Ingin Konsultasi dengan Tim Website, Silakan Hubungi DISINI

Karakteristik Pasir (Bed Sand Material) dan Agglomeration pada Boiler CFB

Diposting oleh On Monday, February 22, 2021

Pada boiler tipe CFB, pasir memiliki peranan yang vital dalam pembakaran. Namun melangkah sejauh ini penulis di bidang enjiniring pembangkitan sering menemui dan mengkaji RCFA tentang pengaruh pasir terhadap agglomeration, abrasion, corrosion dan fluktuatif temperatur operasi boiler. Pada dasarnya pasir (bed sand) boiler CFB yang direkomendasikan adalah yang tahan terhadap temperatur tinggi pembakaran (operasi boiler CFB umumnya di rentang 850-900 oC), sehingga pasir harus memiliki melting point diatas itu. Penulis juga pernah melakukan uji beberapa karakteristik pasir menggunakan teknologi X-ray Diffraction (XRD) sebagai berikut:


Dengan menggunakan metide spectrofotometri AAS didapatkan sebagai berikut:

Dari pengujian tersebut bisa diketahui bahwa komposisi dominan pasir adalah: silica (SiO2) kemudian diikuti komposisi kecil seperti alumunium oxide (Al2O3), Fe2O3 dan CaO. Silica memiliki melting point yang cukup tinggi yaitu 1450 oC. sehingga ketika digunakan pada pembakaran di boiler CFB aman dari potensi agglomerasi. Parameter lain yang harus juga dilihat adalah size dan hardness pasir, dimana size disesuaikan dengan standar dari manual book umumnya yang pernah penulis temukan adalah 0-1 mm. Hardness inline dengan kadar silica dalam pasir, dimana jika terlalu tinggi maka pasir sangat keras dan bersifat abbrasive terhadap refractory dan tube boiler. Pada boiler CFB, size yang terlalu besar kurang bagus karena sulit untuk bubbling sehingga potensi high temperature pada bottom boiler bisa terjadi dan juga tidak bagus jika terlalu kecil karena akan mudah sekali terhembus udara dan menuju ke cyclone akibatnya akan high temperature pada upper boiler.

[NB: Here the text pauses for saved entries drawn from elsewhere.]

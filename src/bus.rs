// The system bus: one central decoder per CPU cluster, dispatching 8/16/32
// bit accesses to the owning device. The bus also owns every peripheral,
// the DMA engines and the scheduler, so cross-device side effects are
// expressed as short-lived mutable borrows of sibling fields rather than
// stored pointers. Widths never mix: a 32-bit access to a 16-bit register
// is simply an unmapped access.

use crate::aes::Aes;
use crate::cartridge::Cartridge;
use crate::corelink::{CorelinkDma, DmaPort};
use crate::emmc::Emmc;
use crate::gpu::Gpu;
use crate::interrupt9::{Interrupt9, IRQ_XDMA};
use crate::mpcore::{MpcorePmr, IRQ_CDMA};
use crate::ndma::{Ndma, NdmaKick, NDMA_AES2};
use crate::pxi::Pxi;
use crate::rsa::Rsa;
use crate::scheduler::{Event, Scheduler};
use crate::sha::Sha;
use crate::spi::Spi;
use crate::timers::Timers;
use crate::wifi::WiFi;
use log::{error, warn};

pub const BOOT_ROM_SIZE: usize = 1024 * 64;
pub const OTP_SIZE: usize = 256;
const ARM9_RAM_SIZE: usize = 1024 * 1024;
const AXI_RAM_SIZE: usize = 1024 * 512;

/// Latched DMA request lines, set and cleared by peripherals and consumed
/// by the engines during arbitration.
pub struct DmaRequests {
    pub ndma: [bool; 16],
    pub xdma: [bool; 32],
    pub cdma: [bool; 32],
}

impl DmaRequests {
    pub fn new() -> Self {
        DmaRequests { ndma: [false; 16], xdma: [false; 32], cdma: [false; 32] }
    }

    pub fn set_ndma(&mut self, req: usize) {
        self.ndma[req] = true;
    }

    pub fn clear_ndma(&mut self, req: usize) {
        self.ndma[req] = false;
    }

    pub fn set_xdma(&mut self, req: usize) {
        self.xdma[req] = true;
    }

    pub fn clear_xdma(&mut self, req: usize) {
        self.xdma[req] = false;
    }

    pub fn set_cdma(&mut self, req: usize) {
        self.cdma[req] = true;
    }

    pub fn clear_cdma(&mut self, req: usize) {
        self.cdma[req] = false;
    }
}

BACA JUGA: Macam-Macam Boiler PLTU

Selain permasalahan diatas, terdapat hal yang cukup sering terjadi dan vital berpengaruh pada operasional di pembangkitan yaitu agglomerasi/penggumpalan pada bottom boiler/bottom ash. Untuk permasalahan ini harus dilihat secara overall fuel system yang terlibat di boiler CFB seperti batubara, pasir dan limestone (optional). Bottom ash adalah sisa pembakaran boiler yang terletak di dasar dan secara periodik dilakukan drain bottom ash untuk membuang fuel system yang tidak habis terbakar. Mengapa terdapat bottom ash?? di setiap proses pembakaran yang melibatkan macam-macam fuel system pasti tidak 100% terkonversi menjadi energi dan umumnya 75-85% saja sudah sangat bagus sehingga terdapat sisa fuel system yang tidak habis terbakar seperti batu, kerikil, batubara keras, tanah atau lapisan atas dari batubara tipe low rank coal dan materi unburned carbon lainnya. Komposisi batubara bisa dilihat di artikel berikut: Certificate of Analysis (CoA) Batubara Uji Laboratorium
Pada CoA batubara yang berpengaruh besar terhadap agglomerasi adalah kandungan alkali seperti K2O dan Na2O. Agglomerasi dibedakan menjadi 2 yaitu: [Mettanant et al, 2009]
  1. Defluidization & Sintering Induced Agglomeration, dipengaruhi karena terhambatnya proses fluidisasi di bed furnace bisa disebabkan karena water content pada fuel atau tekanan udara yang kurang. Hal ini mengakibatkan overheating pada spot bottom boiler sehingga tercapai melting point temperature bahkan diatas titik leleh fuel system misalnya saja potassium salt meleleh pada 754 oC [Basu, 2006]. Sintering adalah ikatan kimia sementara antara partikel yang disebabkan oleh difusi molekular pada interface partikel dan HANYA TERJADI ketika temperatur diatas temperatur penggumpalan mula bed partikel yang digunakan [Siegell, 1976].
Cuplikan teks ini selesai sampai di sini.